Mike Penning, the Minster for Disabled People at the DWP (2) while accepting the report’s conclusions, then rejects it’s considered findings: ‘I welcome these recommendations, but want to go further to introduce reforms of HSE to ensure that it delivers value for money to the taxpayer, whilst ensuring safety for the nation. There is considerable potential for HSE to become more commercial in outlook and in delivery – increasing the pace of the work already started within the organisation. ‘
Hazards Campaign spokesperson added: “We welcome the report’s confirmation that the functions of the HSE are necessary and in general it is best body to carry them out. And we utterly condemn as lacking any credibility, the minister’s dismissal of his own government-commissioned, independent review process because it didn’t rubber stamp the ideological market-led result the government wanted. Any evidence that refutes the government’s sick fantasy approach to workers’ lives and health – the lie that it’s a terrible ’burden on business’ – gets the irrational demented Dalek mantra of: ‘ Deregulate, Privatise and Commercialise’ (3) and threats to exterminate the HSE as we know it.
“The HSE wasn’t completely broken before, but it may be now. This looks like the government trying to abolish the HSE as it originally wanted to do in 2010, and has continued to undermine it by review after pointless review (4)- and by the daily rubbishing of HSE’s work, and the very notion that regulation and enforcement are necessary to ensure employers protect workers.
“The problem for workers is getting employers to comply with health and safety law at all, which has been made far harder by government pulling out the HSE watchdog’s teeth since 2010. The problem for the tax-payer is that employers’ mismanagement of health and safety at work is costing well over £40 billion a year by the most conservative of estimates (5). Mike Penning’s proposals to further commercialise what’s left of workers’ protection answers neither of those problems. It will put hard-working workers at even greater risk of being hurt by their employers with even less HSE intervention.
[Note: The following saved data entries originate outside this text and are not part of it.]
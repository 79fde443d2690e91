//! OSC address construction
//!
//! Every mixer control is published under a fixed root:
//! ```text
//! <root>/<card>/<control>              volume, all channels, percent
//! <root>/<card>/<control>/CH<n>        volume, channel n, percent
//! <root>/<card>/<control>/dB           volume, all channels, dB
//! <root>/<card>/<control>/dB/CH<n>     volume, channel n, dB
//! <root>/<card>/<control>/mute         mute switch
//! <root>/<card>/<control>/rec          record-arm switch
//! ```
//!
//! Card and control names are inserted verbatim. A name containing `/`
//! produces extra path segments; nothing is escaped.

use serde::{Deserialize, Serialize};
use std::fmt;

use crate::types::{ChannelSelector, Units};
use crate::{Error, Result, DEFAULT_ROOT};

/// Validated address prefix all routes hang off
#[derive(Debug, Clone, PartialEq, Eq, Hash, Serialize, Deserialize)]
#[serde(try_from = "String", into = "String")]
pub struct Root(String);

impl Root {
    /// Parse a root prefix. It must start with `/`, must not end with `/`
    /// and must not contain empty segments.
    pub fn parse(s: &str) -> Result<Self> {
        if s.is_empty() {
            return Err(Error::InvalidRoot("empty root".to_string()));
        }

        if !s.starts_with('/') {
            return Err(Error::InvalidRoot(format!("root must start with '/': {}", s)));
        }

        if s.len() > 1 && s.ends_with('/') {
            return Err(Error::InvalidRoot(format!("root must not end with '/': {}", s)));
        }

        if s.len() > 1 && s[1..].split('/').any(|seg| seg.is_empty()) {
            return Err(Error::InvalidRoot(format!("empty segment in root: {}", s)));
        }

        Ok(Self(s.to_string()))
    }

    pub fn as_str(&self) -> &str {
        &self.0
    }

    /// Build the address of one route
    pub fn address(&self, card: &str, control: &str, kind: RouteKind) -> String {
        // A bare "/" root would otherwise yield "//card/..."
        let root = if self.0 == "/" { "" } else { self.0.as_str() };
        format!("{}/{}/{}{}", root, card, control, kind.suffix())
    }
}

impl Default for Root {
    fn default() -> Self {
        Self(DEFAULT_ROOT.to_string())
    }
}

impl fmt::Display for Root {
    fn fmt(&self, f: &mut fmt::Formatter<'_>) -> fmt::Result {
        write!(f, "{}", self.0)
    }
}

impl TryFrom<&str> for Root {
    type Error = Error;

    fn try_from(s: &str) -> Result<Self> {
        Root::parse(s)
    }
}

impl TryFrom<String> for Root {
    type Error = Error;

    fn try_from(s: String) -> Result<Self> {
        Root::parse(&s)
    }
}

impl From<Root> for String {
    fn from(root: Root) -> Self {
        root.0
    }
}

/// The shape of a route, which determines its address suffix
#[derive(Debug, Clone, Copy, PartialEq, Eq, Hash)]
pub enum RouteKind {
    Volume {
        units: Units,
        channel: ChannelSelector,
    },
    Mute,
    Record,
}

impl RouteKind {
    pub fn volume(units: Units, channel: ChannelSelector) -> Self {
        RouteKind::Volume { units, channel }
    }

    /// Suffix appended after `<root>/<card>/<control>`
    pub fn suffix(&self) -> String {
        match self {
            RouteKind::Volume { units, channel } => {
                let mut suffix = String::new();
                if *units == Units::Decibel {
                    suffix.push_str("/dB");
                }
                if let ChannelSelector::Channel(n) = channel {
                    suffix.push_str(&format!("/CH{}", n));
                }
                suffix
            }
            RouteKind::Mute => "/mute".to_string(),
            RouteKind::Record => "/rec".to_string(),
        }
    }
}

#[cfg(test)]
mod tests {
    use super::*;

    #[test]
    fn test_suffixes() {
        use ChannelSelector::*;
        use Units::*;

        assert_eq!(RouteKind::volume(Percent, All).suffix(), "");
        assert_eq!(RouteKind::volume(Percent, Channel(1)).suffix(), "/CH1");
        assert_eq!(RouteKind::volume(Decibel, All).suffix(), "/dB");
        assert_eq!(RouteKind::volume(Decibel, Channel(0)).suffix(), "/dB/CH0");
        assert_eq!(RouteKind::Mute.suffix(), "/mute");
        assert_eq!(RouteKind::Record.suffix(), "/rec");
    }

    #[test]
    fn test_address_keeps_spaces() {
        let root = Root::default();
        assert_eq!(
            root.address("USB Audio CODEC", "PCM", RouteKind::Mute),
            "/alsa/interface/USB Audio CODEC/PCM/mute"
        );
    }

    #[test]
    fn test_slash_root() {
        let root = Root::parse("/").unwrap();
        assert_eq!(
            root.address("PCH", "Master", RouteKind::volume(Units::Percent, ChannelSelector::All)),
            "/PCH/Master"
        );
    }

    #[test]
    fn test_invalid_roots() {
        assert!(Root::parse("").is_err());
        assert!(Root::parse("alsa").is_err());
        assert!(Root::parse("/alsa/").is_err());
        assert!(Root::parse("/alsa//interface").is_err());
        assert!(Root::parse("/mixer").is_ok());
    }
}
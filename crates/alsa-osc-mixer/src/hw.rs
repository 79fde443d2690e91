//! alsa-lib simple mixer backend
//!
//! Cards are opened as `hw:<index>`. The mixer is reopened on every call, so
//! nothing is held between messages and a card that disappears only fails
//! the calls addressed to it.

use ::alsa::card::{Card, Iter as CardIter};
use ::alsa::mixer::{MilliBel, Mixer, Selem, SelemChannelId, SelemId};
use ::alsa::Round;
use alsa_osc_core::{
    Actuator, CardInfo, ChannelSelector, ControlDescriptor, ControlTarget, Enumerator, Level,
};
use tracing::{debug, trace};

use crate::convert::{centibels_to_db, db_to_centibels, percent_to_raw, skip_unreadable, SwitchCaps};
use crate::{MixerError, Result};

/// Enumerator and actuator backed by alsa-lib
#[derive(Debug, Default, Clone, Copy)]
pub struct AlsaMixer;

impl AlsaMixer {
    pub fn new() -> Self {
        Self
    }

    fn open(card: u32) -> Result<Mixer> {
        Mixer::new(&format!("hw:{}", card), false).map_err(|e| {
            debug!("Failed to open mixer hw:{}: {}", card, e);
            MixerError::CardNotFound(card)
        })
    }

    fn list_cards(&self) -> Vec<CardInfo> {
        let cards = CardIter::new().map(|card| {
            let card: Card = card?;
            let name = card.get_name()?;
            let long_name = card.get_longname().unwrap_or_else(|_| name.clone());
            Ok::<_, ::alsa::Error>(
                CardInfo::new(card.get_index() as u32, name).with_long_name(long_name),
            )
        });

        skip_unreadable("sound card", cards)
    }

    fn list_controls(&self, card: &CardInfo) -> Result<Vec<ControlDescriptor>> {
        let mixer = Self::open(card.index)?;
        let mut controls = Vec::new();

        let elems = mixer.iter().filter_map(Selem::new).map(|selem| {
            let name = selem.get_id().get_name()?.to_string();
            Ok::<_, ::alsa::Error>((selem, name))
        });
        let what = format!("card {} control", card.index);

        for (selem, name) in skip_unreadable(&what, elems) {
            let direction = Direction::of(&selem);

            let caps = SwitchCaps {
                common: selem.has_common_switch(),
                playback: selem.has_playback_switch(),
                capture: selem.has_capture_switch(),
            };

            let (min, max) = direction.volume_range(&selem);
            let (db_min, db_max) = direction.db_range(&selem);
            let channels = direction.channels(&selem).len() as u32;

            trace!(
                "card {} '{}': {} channels, caps {:?}, range {}..{}, dB {}..{}",
                card.index,
                name,
                channels,
                caps,
                min,
                max,
                db_min,
                db_max
            );

            controls.push(
                ControlDescriptor::new(card.index, name)
                    .with_channels(channels)
                    .with_mute(caps.can_mute())
                    .with_record(caps.can_record())
                    .with_range(min as f64, max as f64)
                    .with_db_range(db_min, db_max),
            );
        }

        Ok(controls)
    }

    fn apply_volume(&self, target: &ControlTarget, channel: ChannelSelector, level: Level) -> Result<()> {
        let mixer = Self::open(target.card)?;
        let selem = find(&mixer, target)?;
        let direction = Direction::of(&selem);

        if direction == Direction::None {
            return Err(MixerError::Unsupported {
                control: target.control.clone(),
                capability: "volume".to_string(),
            });
        }

        let channels = match channel {
            ChannelSelector::All => direction.channels(&selem),
            ChannelSelector::Channel(n) => vec![direction.channel(&selem, target, n)?],
        };

        match level {
            Level::Percent(percent) => {
                let (min, max) = direction.volume_range(&selem);
                let raw = percent_to_raw(percent, min, max);
                for ch in channels {
                    direction.set_volume(&selem, ch, raw)?;
                }
            }
            Level::Decibel(db) => {
                let value = MilliBel(db_to_centibels(db));
                for ch in channels {
                    direction.set_db(&selem, ch, value)?;
                }
            }
        }

        Ok(())
    }

    fn apply_mute(&self, target: &ControlTarget, mute: bool) -> Result<()> {
        let mixer = Self::open(target.card)?;
        let selem = find(&mixer, target)?;

        if !(selem.has_playback_switch() || selem.has_common_switch()) {
            return Err(MixerError::Unsupported {
                control: target.control.clone(),
                capability: "mute switch".to_string(),
            });
        }

        // The switch is "on" when sound passes
        selem.set_playback_switch_all(if mute { 0 } else { 1 })?;
        Ok(())
    }

    fn apply_record(&self, target: &ControlTarget, armed: bool) -> Result<()> {
        let mixer = Self::open(target.card)?;
        let selem = find(&mixer, target)?;

        if !selem.has_capture_switch() {
            return Err(MixerError::Unsupported {
                control: target.control.clone(),
                capability: "capture switch".to_string(),
            });
        }

        selem.set_capture_switch_all(if armed { 1 } else { 0 })?;
        Ok(())
    }
}

fn find<'a>(mixer: &'a Mixer, target: &ControlTarget) -> Result<Selem<'a>> {
    mixer
        .find_selem(&SelemId::new(&target.control, 0))
        .ok_or_else(|| MixerError::ControlNotFound {
            card: target.card,
            control: target.control.clone(),
        })
}

/// Which half of an element carries its volume
#[derive(Debug, Clone, Copy, PartialEq, Eq)]
enum Direction {
    Playback,
    Capture,
    None,
}

impl Direction {
    /// Playback volume if the element has one, capture volume otherwise
    fn of(selem: &Selem) -> Self {
        if selem.has_playback_volume() {
            Direction::Playback
        } else if selem.has_capture_volume() {
            Direction::Capture
        } else {
            Direction::None
        }
    }

    fn channels(&self, selem: &Selem) -> Vec<SelemChannelId> {
        SelemChannelId::all()
            .iter()
            .copied()
            .filter(|&ch| match self {
                Direction::Playback | Direction::None => selem.has_playback_channel(ch),
                Direction::Capture => selem.has_capture_channel(ch),
            })
            .collect()
    }

    fn channel(&self, selem: &Selem, target: &ControlTarget, n: u32) -> Result<SelemChannelId> {
        let channels = self.channels(selem);
        channels
            .get(n as usize)
            .copied()
            .ok_or_else(|| MixerError::ChannelOutOfRange {
                control: target.control.clone(),
                channel: n,
                count: channels.len() as u32,
            })
    }

    fn volume_range(&self, selem: &Selem) -> (i64, i64) {
        match self {
            Direction::Playback => selem.get_playback_volume_range(),
            Direction::Capture => selem.get_capture_volume_range(),
            Direction::None => (0, 0),
        }
    }

    fn db_range(&self, selem: &Selem) -> (f64, f64) {
        let (min, max) = match self {
            Direction::Playback => selem.get_playback_db_range(),
            Direction::Capture => selem.get_capture_db_range(),
            Direction::None => return (0.0, 0.0),
        };
        (centibels_to_db(min.0), centibels_to_db(max.0))
    }

    fn set_volume(&self, selem: &Selem, ch: SelemChannelId, raw: i64) -> Result<()> {
        match self {
            Direction::Playback => selem.set_playback_volume(ch, raw)?,
            Direction::Capture => selem.set_capture_volume(ch, raw)?,
            Direction::None => {}
        }
        Ok(())
    }

    fn set_db(&self, selem: &Selem, ch: SelemChannelId, value: MilliBel) -> Result<()> {
        match self {
            Direction::Playback => selem.set_playback_db(ch, value, Round::Floor)?,
            Direction::Capture => selem.set_capture_db(ch, value, Round::Floor)?,
            Direction::None => {}
        }
        Ok(())
    }
}

impl Enumerator for AlsaMixer {
    fn cards(&self) -> alsa_osc_core::Result<Vec<CardInfo>> {
        Ok(self.list_cards())
    }

    fn controls(&self, card: &CardInfo) -> alsa_osc_core::Result<Vec<ControlDescriptor>> {
        self.list_controls(card)
            .map_err(|e| alsa_osc_core::Error::Enumeration(e.to_string()))
    }
}

impl Actuator for AlsaMixer {
    fn set_volume(
        &self,
        target: &ControlTarget,
        channel: ChannelSelector,
        level: Level,
    ) -> alsa_osc_core::Result<()> {
        Ok(self.apply_volume(target, channel, level)?)
    }

    fn set_mute(&self, target: &ControlTarget, mute: bool) -> alsa_osc_core::Result<()> {
        Ok(self.apply_mute(target, mute)?)
    }

    fn set_record(&self, target: &ControlTarget, armed: bool) -> alsa_osc_core::Result<()> {
        Ok(self.apply_record(target, armed)?)
    }
}
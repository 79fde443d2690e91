//! alsa-osc Mixer Backends
//!
//! Implementations of the [`Enumerator`](alsa_osc_core::Enumerator) and
//! [`Actuator`](alsa_osc_core::Actuator) seams:
//! - [`AlsaMixer`] talks to alsa-lib simple mixer elements (feature `alsa`)
//! - [`DryRunActuator`] only logs what it would have done

pub mod convert;
pub mod dry_run;
pub mod error;

#[cfg(feature = "alsa")]
pub mod hw;

pub use dry_run::DryRunActuator;
pub use error::{MixerError, Result};

#[cfg(feature = "alsa")]
pub use hw::AlsaMixer;
//! `%ENV{NAME}` secret indirection for bot credentials

use crate::store::WebexSettings;
use regex::Regex;
use std::sync::{Arc, LazyLock};
use thiserror::Error;

static ENV_REFERENCE: LazyLock<Regex> = LazyLock::new(|| {
    Regex::new(r"^%ENV\{(?P<env_name>[a-zA-Z0-9]+[a-zA-Z0-9_-]*)\}$")
        .expect("ENV_REFERENCE regex should compile")
});

#[derive(Error, Debug)]
pub enum SecretError {
    #[error("environment variable '{name}' is not defined")]
    Undefined { name: String },
}

type Lookup = dyn Fn(&str) -> Option<String> + Send + Sync;

/// Resolved bot credentials
#[derive(Clone, PartialEq, Eq)]
pub struct Credentials {
    pub bot_token: String,
    pub room_id: String,
}

impl std::fmt::Debug for Credentials {
    fn fmt(&self, f: &mut std::fmt::Formatter<'_>) -> std::fmt::Result {
        f.debug_struct("Credentials")
            .field("bot_token", &redact(&self.bot_token))
            .field("room_id", &redact(&self.room_id))
            .finish()
    }
}

/// Replaces `%ENV{NAME}` values with the named variable
#[derive(Clone)]
pub struct SecretResolver {
    lookup: Arc<Lookup>,
}

impl Default for SecretResolver {
    fn default() -> Self {
        Self::from_env()
    }
}

impl SecretResolver {
    /// Resolve against the process environment
    pub fn from_env() -> Self {
        Self::with_lookup(|name| std::env::var(name).ok())
    }

    /// Resolve against a custom variable source
    pub fn with_lookup(lookup: impl Fn(&str) -> Option<String> + Send + Sync + 'static) -> Self {
        Self {
            lookup: Arc::new(lookup),
        }
    }

    /// Variable name referenced by `value`, if it is a placeholder
    pub fn reference(value: &str) -> Option<&str> {
        ENV_REFERENCE
            .captures(value)
            .and_then(|caps| caps.name("env_name"))
            .map(|m| m.as_str())
    }

    /// Literal values pass through unchanged
    pub fn resolve(&self, value: &str) -> Result<String, SecretError> {
        match Self::reference(value) {
            Some(name) => (self.lookup)(name).ok_or_else(|| SecretError::Undefined {
                name: name.to_string(),
            }),
            None => Ok(value.to_string()),
        }
    }

    pub fn resolve_webex(&self, settings: &WebexSettings) -> Result<Credentials, SecretError> {
        Ok(Credentials {
            bot_token: self.resolve(&settings.bot_token)?,
            room_id: self.resolve(&settings.room_id)?,
        })
    }
}

/// Keep only the last four characters of a secret
pub fn redact(secret: &str) -> String {
    let chars: Vec<char> = secret.chars().collect();
    if chars.len() <= 4 {
        return "****".to_string();
    }
    let tail: String = chars[chars.len() - 4..].iter().collect();
    format!("****{tail}")
}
It will cost individuals their lives, their health and their livelihoods, and it will reduce the value of the HSE to tax payers by shifting even more costs of cleaning up employers’ negligence onto the public purse.
“The Hazards Campaign does not agree with all the report’s recommendations some of which seem confused and at odds with the body of the report, especially on the composition of the HSE Board and on increasing commercialisation. However, support for tripartism, for prevention of occupational ill-health rather than individualistic well-being nonsense, criticism of FFI, rejection of privatisation, and some consideration of the cost of poor management of health and safety by employers is welcome. We would have liked a proper evaluation of the true, full cost of employers’ poor management of health and safety and the savings in lives, health and money which would be made by investing in the HSE and a strict enforcement and regulation regime. The massive benefits to public health and to society this could produce would pay for the HSE many times over in the prevention of work-related deaths, injuries and illness, and make workers safer and healthier (6).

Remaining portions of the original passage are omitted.